Raintree Tower Apartments, which houses people from 18 years old through 93, has invited Triangle AIDS Network to pass out condoms and provide HIV testing at a health fair it hosts.
Jackie Andrus, the social services director there, said it is important to do on-site testing because some people would be too embarrassed to get tested otherwise. There are no condoms available to residents.
Because residents at Raintree do not have access to transportation, getting condoms may be difficult, Andrus said. But if any resident asks for them, the agency is asked back to the facility to distribute them, she said.
Becky Ames, executive director at Atria Collier Park, said the retirement and assisted-living facility has not had sex education courses on site and does not give out condoms to residents.
"I've never had anyone ask for them," she said.
About 35 percent to 40 percent of people have a car, and everyone has access to transportation to drug stores and other shopping centers where condoms could be purchased, she said.
If anyone wanted sex education services on site, Ames said she believes they would ask for it. She said there is even a suggestion box where residents could ask for such things anonymously.
Atria Collier Park has dances and other outings to keep residents active and social, Ames said.

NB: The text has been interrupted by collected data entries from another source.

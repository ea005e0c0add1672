//! Pause menu contract and the stock avatar picker.

use overworld_core::{AvatarId, PixelPoint, PlayerSettings, TILE_SIZE};
use tracing::info;

use crate::{Color, DrawTarget, FrameInput, SheetRef};

/// Menu shown in place of player updates while the overworld is paused.
pub trait PauseMenu {
    /// Handles one paused frame: reacts to `input`, may rewrite the shared
    /// `settings`, and draws itself on top of the map.
    fn display(
        &mut self,
        input: &FrameInput,
        settings: &mut PlayerSettings,
        target: &mut dyn DrawTarget,
    );
}

const PANEL_ORIGIN: PixelPoint = PixelPoint::new(TILE_SIZE, TILE_SIZE);
const PANEL_WIDTH: i32 = TILE_SIZE * 8;
const LINE_HEIGHT: i32 = 24;
const TEXT_SIZE: f32 = 22.0;

/// Pause menu listing the registered avatars; left and right cycle the choice.
#[derive(Clone, Debug)]
pub struct AvatarMenu {
    avatars: Vec<AvatarId>,
    panel: Color,
    text: Color,
}

impl AvatarMenu {
    /// Creates a menu offering the provided identities in order.
    #[must_use]
    pub fn new(avatars: Vec<AvatarId>) -> Self {
        Self {
            avatars,
            panel: Color::new(0.05, 0.05, 0.1, 0.85),
            text: Color::from_rgb_u8(0xd0, 0xd0, 0xd0),
        }
    }

    /// Identities offered by the menu.
    #[must_use]
    pub fn avatars(&self) -> &[AvatarId] {
        &self.avatars
    }

    fn cycle(&self, current: &AvatarId, forward: bool) -> Option<&AvatarId> {
        let len = self.avatars.len();
        if len == 0 {
            return None;
        }
        let next = match self.avatars.iter().position(|avatar| avatar == current) {
            Some(index) if forward => (index + 1) % len,
            Some(index) => (index + len - 1) % len,
            None => 0,
        };
        self.avatars.get(next)
    }
}

impl PauseMenu for AvatarMenu {
    fn display(
        &mut self,
        input: &FrameInput,
        settings: &mut PlayerSettings,
        target: &mut dyn DrawTarget,
    ) {
        if input.menu_next != input.menu_previous {
            if let Some(choice) = self.cycle(&settings.avatar, input.menu_next) {
                info!(avatar = %choice, "avatar selected in pause menu");
                settings.avatar = choice.clone();
            }
        }

        let rows = i32::try_from(self.avatars.len()).unwrap_or(i32::MAX);
        let height = LINE_HEIGHT
            .saturating_mul(rows.saturating_add(3))
            .saturating_add(TILE_SIZE);
        target.draw_panel(PANEL_ORIGIN, PANEL_WIDTH, height, self.panel);

        let left = PANEL_ORIGIN.x + 12;
        let mut baseline = PANEL_ORIGIN.y + LINE_HEIGHT;
        target.draw_text("Paused", PixelPoint::new(left, baseline), TEXT_SIZE, self.text);

        for avatar in &self.avatars {
            baseline += LINE_HEIGHT;
            let (marker, color) = if *avatar == settings.avatar {
                ("> ", self.text.lighten(0.8))
            } else {
                ("  ", self.text)
            };
            target.draw_text(
                &format!("{marker}{avatar}"),
                PixelPoint::new(left, baseline),
                TEXT_SIZE,
                color,
            );
        }

        baseline += LINE_HEIGHT;
        target.draw_image(
            SheetRef::Avatar(&settings.avatar),
            0,
            PixelPoint::new(left, baseline),
        );
        baseline += TILE_SIZE + LINE_HEIGHT;
        target.draw_text(
            "Left/Right: avatar  Q: resume",
            PixelPoint::new(left, baseline),
            TEXT_SIZE * 0.75,
            self.text,
        );
    }
}

#[cfg(test)]
mod tests {
    use super::*;

    #[derive(Default)]
    struct Recorder {
        images: Vec<(String, usize)>,
        texts: Vec<String>,
        panels: usize,
    }

    impl DrawTarget for Recorder {
        fn draw_image(&mut self, sheet: SheetRef<'_>, index: usize, _position: PixelPoint) {
            self.images.push((format!("{sheet:?}"), index));
        }

        fn draw_panel(&mut self, _origin: PixelPoint, _width: i32, _height: i32, _color: Color) {
            self.panels += 1;
        }

        fn draw_text(&mut self, text: &str, _position: PixelPoint, _size: f32, _color: Color) {
            self.texts.push(text.to_owned());
        }
    }

    fn menu() -> AvatarMenu {
        AvatarMenu::new(vec![
            AvatarId::new("knight"),
            AvatarId::new("wizard"),
            AvatarId::new("rogue"),
        ])
    }

    fn press(next: bool, previous: bool) -> FrameInput {
        FrameInput {
            menu_next: next,
            menu_previous: previous,
            ..FrameInput::default()
        }
    }

    #[test]
    fn selection_wraps_in_both_directions() {
        let mut menu = menu();
        let mut settings = PlayerSettings::new(AvatarId::new("knight"));
        let mut target = Recorder::default();

        menu.display(&press(false, true), &mut settings, &mut target);
        assert_eq!(settings.avatar, AvatarId::new("rogue"));

        menu.display(&press(true, false), &mut settings, &mut target);
        menu.display(&press(true, false), &mut settings, &mut target);
        assert_eq!(settings.avatar, AvatarId::new("wizard"));
    }

    #[test]
    fn idle_or_conflicting_input_keeps_the_selection() {
        let mut menu = menu();
        let mut settings = PlayerSettings::new(AvatarId::new("wizard"));
        let mut target = Recorder::default();

        menu.display(&FrameInput::default(), &mut settings, &mut target);
        menu.display(&press(true, true), &mut settings, &mut target);

        assert_eq!(settings.avatar, AvatarId::new("wizard"));
    }

    #[test]
    fn unlisted_identity_jumps_to_the_first_entry() {
        let mut menu = menu();
        let mut settings = PlayerSettings::new(AvatarId::new("ghost"));

        menu.display(&press(true, false), &mut settings, &mut Recorder::default());

        assert_eq!(settings.avatar, AvatarId::new("knight"));
    }

    #[test]
    fn panel_lists_every_avatar_and_previews_the_selection() {
        let mut menu = menu();
        let mut settings = PlayerSettings::new(AvatarId::new("wizard"));
        let mut target = Recorder::default();

        menu.display(&FrameInput::default(), &mut settings, &mut target);

        assert_eq!(target.panels, 1);
        assert!(target.texts.contains(&"> wizard".to_owned()));
        assert!(target.texts.contains(&"  knight".to_owned()));
        assert_eq!(target.images.len(), 1);
        assert_eq!(target.images[0].1, 0);
    }

    #[test]
    fn empty_menu_changes_nothing() {
        let mut menu = AvatarMenu::new(Vec::new());
        let mut settings = PlayerSettings::new(AvatarId::new("knight"));

        menu.display(&press(true, false), &mut settings, &mut Recorder::default());

        assert_eq!(settings.avatar, AvatarId::new("knight"));
    }
}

"We have had a lot of residents meet new people here and seem to have a very good relationship with them, but we do respect their privacy and do not get involved in that aspect of their lives," she said.
Jim Campbell, president of the Boston-based National Association on HIV over 50, said it is naive to think that seniors do not have intimate relationships.

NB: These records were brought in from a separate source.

//! Postgres [`Database`] implementation.

pub mod client;
pub mod connection;
mod impls;

use deadpool_postgres::Runtime;
use derive_more::{Deref, Display, Error as StdError, From};
use tokio_postgres::{error::SqlState, NoTls};
use tracerr::Traced;

use crate::infra::database;
#[cfg(doc)]
use crate::infra::Database;

pub use refinery::embed_migrations;

pub use self::{
    client::{NonTx, Tx},
    connection::Connection,
};

pub use deadpool_postgres::Config;

/// Postgres [`Database`] client.
#[derive(Clone, Copy, Debug, Deref)]
pub struct Postgres<T = NonTx>(T);

impl Postgres {
    /// Creates a new [`Postgres`] client with the provided [`Config`].
    ///
    /// # Errors
    ///
    /// If failed to create a new [`Postgres`] client.
    pub fn new(conf: &Config) -> Result<Self, Traced<database::Error>> {
        let pool = conf
            .create_pool(Some(Runtime::Tokio1), NoTls)
            .map_err(tracerr::from_and_wrap!(=> Error))
            .map_err(tracerr::map_from)?;
        Ok(Self(NonTx::from_pool(pool)))
    }
}

/// Postgres database [`Error`].
#[derive(Debug, Display, StdError, From)]
pub enum Error {
    /// [`Connection`] error.
    #[display("`Connection` error: {_0}")]
    Connection(connection::Error),

    /// Error of creating a new [`connection::Pool`] client.
    #[display("Failed to create a new `connection::Pool`: {_0}")]
    PoolCreationError(connection::PoolCreationError),

    /// [`connection::Pool`] error.
    #[display("`connection::Pool` error: {_0}")]
    PoolError(connection::PoolError),
}

impl Error {
    /// Checks if the error is a unique violation of the specified constraint.
    #[must_use]
    pub fn is_unique_violation(&self, constraint: Option<&str>) -> bool {
        match self {
            Self::Connection(e) => {
                e.code() == Some(&SqlState::UNIQUE_VIOLATION)
                    && constraint.map_or(true, |c| {
                        e.as_db_error().and_then(|e| e.constraint()) == Some(c)
                    })
            }
            Self::PoolError(..) | Self::PoolCreationError(..) => false,
        }
    }
}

"People don't stop wanting to be touched and loved the older they get," Campbell said. "And that is part of it."
Because seniors are not thought to be at risk, they are often diagnosed very late in the disease, Campbell said. Many times HIV has progressed into full-blown AIDS before doctors check for it, he said. With already vulnerable immune systems, the prognosis can be particularly scary.

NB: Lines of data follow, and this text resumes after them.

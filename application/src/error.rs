//! [`Error`]-related definitions.

use std::{fmt, num::TryFromIntError};

use axum_extra::typed_header::TypedHeaderRejection;
use derive_more::Error as StdError;
use itertools::Itertools as _;
use juniper::IntoFieldError;
use service::infra::database;
use tracerr::{Trace, Traced};

/// Defines a new error type.
#[expect(clippy::module_name_repetitions, reason = "more readable")]
#[macro_export]
macro_rules! define_error {
    (
        enum $name:ident {
            $(
                #[code = $code:literal]
                #[status = $status_code:ident]
                #[message = $message:literal]
                $variant:ident
            ),* $(,)?
        }
    ) => {
        /// Error type.
        #[derive(
            Clone,
            Copy,
            Debug,
            ::derive_more::Display,
            ::derive_more::Error
        )]
        #[repr(u16)]
        pub enum $name {
            $(
                #[display($message)]
                #[doc = $message]
                $variant,
            )*
        }

        impl From<$name> for $crate::Error {
            fn from(err: $name) -> Self {
                match err {
                    $(
                        $name::$variant => Self {
                            code: $code,
                            status_code: ::http::StatusCode::$status_code,
                            message: $message.to_string(),
                            backtrace: None,
                        },
                    )*
                }
            }
        }
    };
}

/// GraphQL API [`Error`].
#[derive(Clone, Debug, StdError)]
pub struct Error {
    /// [`Error`] code.
    pub code: Code,

    /// [`http::StatusCode`] of this [`Error`].
    pub status_code: http::StatusCode,

    /// Backtrace of this [`Error`].
    #[error(not(backtrace))]
    pub backtrace: Option<Trace>,

    /// [`Error`] message.
    pub message: String,
}

impl Error {
    /// Create a new [`Error`] representing an internal server error.
    #[must_use]
    pub fn internal(msg: &impl ToString) -> Self {
        Self {
            code: "INTERNAL_SERVER_ERROR",
            status_code: http::StatusCode::INTERNAL_SERVER_ERROR,
            message: msg.to_string(),
            backtrace: None,
        }
    }
}

impl fmt::Display for Error {
    fn fmt(&self, f: &mut fmt::Formatter<'_>) -> fmt::Result {
        let Self {
            code,
            status_code: _,
            backtrace,
            message,
        } = self;

        write!(
            f,
            "[{code}]: {message}{}",
            backtrace
                .iter()
                .format_with("\n", |trace, f| f(&format_args!("{trace}"))),
        )
    }
}

impl<S> IntoFieldError<S> for Error
where
    S: From<String>,
{
    fn into_field_error(self) -> juniper::FieldError<S> {
        let mut ext = juniper::Object::with_capacity(1);
        drop(
            ext.add_field("code", juniper::Value::scalar(self.code.to_owned())),
        );
        drop(
            ext.add_field(
                "backtrace",
                juniper::Value::list(
                    self.backtrace
                        .iter()
                        .flat_map(|trace| trace.iter())
                        .map(|frame| juniper::Value::scalar(frame.to_string()))
                        .collect(),
                ),
            ),
        );
        juniper::FieldError::new(self.message, juniper::Value::object(ext))
    }
}

/// [`Error`] code.
pub type Code = &'static str;

/// Helper trait for converting types into [`Error`]s.
pub trait AsError {
    /// Tries to convert the type into an [`Error`].
    ///
    /// [`None`] is returned if the type cannot be converted into an [`Error`].
    fn try_as_error(&self) -> Option<Error>;

    /// Converts the type into an [`Error`].
    fn as_error(&self) -> Error
    where
        Self: fmt::Display,
    {
        self.try_as_error()
            .unwrap_or_else(|| Error::internal(&self))
    }

    /// Converts the type into an [`Error`] by consuming it.
    fn into_error(self) -> Error
    where
        Self: fmt::Display + Sized,
    {
        self.as_error()
    }
}

impl<E: AsError> AsError for Traced<E> {
    fn try_as_error(&self) -> Option<Error> {
        let mut error = self.as_ref().try_as_error()?;
        error.backtrace = Some(self.trace().clone());
        Some(error)
    }
}

impl AsError for TypedHeaderRejection {
    fn try_as_error(&self) -> Option<Error> {
        Some(Error {
            code: "BAD_REQUEST",
            status_code: http::StatusCode::BAD_REQUEST,
            message: self.to_string(),
            backtrace: None,
        })
    }
}

impl AsError for database::Error {
    fn try_as_error(&self) -> Option<Error> {
        None
    }
}

impl AsError for TryFromIntError {
    fn try_as_error(&self) -> Option<Error> {
        None
    }
}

But if diagnosed in time, they can do very well on medication, he said.
Sheryl Ferguson, a risk reduction specialist at Project AIDS Land Manor, said other types of sexually transmitted diseases also spread among seniors. She said these diseases can be brought into a community through encounters with sex workers and then spread quickly throughout communities.
In such cases, she said it is important people get tested because "nothing is going to cure itself."
Although it may be difficult to talk to seniors about their sexual habits, Asher said communication is key.
"Most people have a hard enough time thinking about their parents having sex, much less their grandparents. That is just something we've grown as a society to believe that is something the elderly don't do," he said. "They were incapable, but now they are capable again."
Asher said a lot of dating is going on in senior-living facilities, where many people are widowed.
"For lack of a better word, it is one big singles club for those healthy enough to participate."
Newly widowed Martha Salim, 77, said she is aware of the risks of sexually transmitted diseases. But the retired health teacher said not every senior might be as informed as she is, and some might not think about protection.
"They think child-bearing age is over, and so there is no need," she said.
Salim, whose husband of 56 years died in July, said she isn't interested in dating at all.
"It is just a jungle out there and I don't want to get involved," she said, adding that men can be very forward.
Salim lives in a single-family home, and her circle of friends includes other widows, she said. She said it is possible that seniors who live in retirement communities are more likely to get in new relationships.
Helen Smith, 75, said she hasn't been on a date since her husband died five years ago.
"I am not shopping for a date," she said. "If I was going to mess around, I would be careful about who I did it with."
Smith credited her daughter, who is in the medical field, for educating her about sexually transmitted diseases.
Seniors do talk and think about sex, she said.
"We're not dead yet," she said. "If my husband was still alive, I would probably be actively involved in having sex."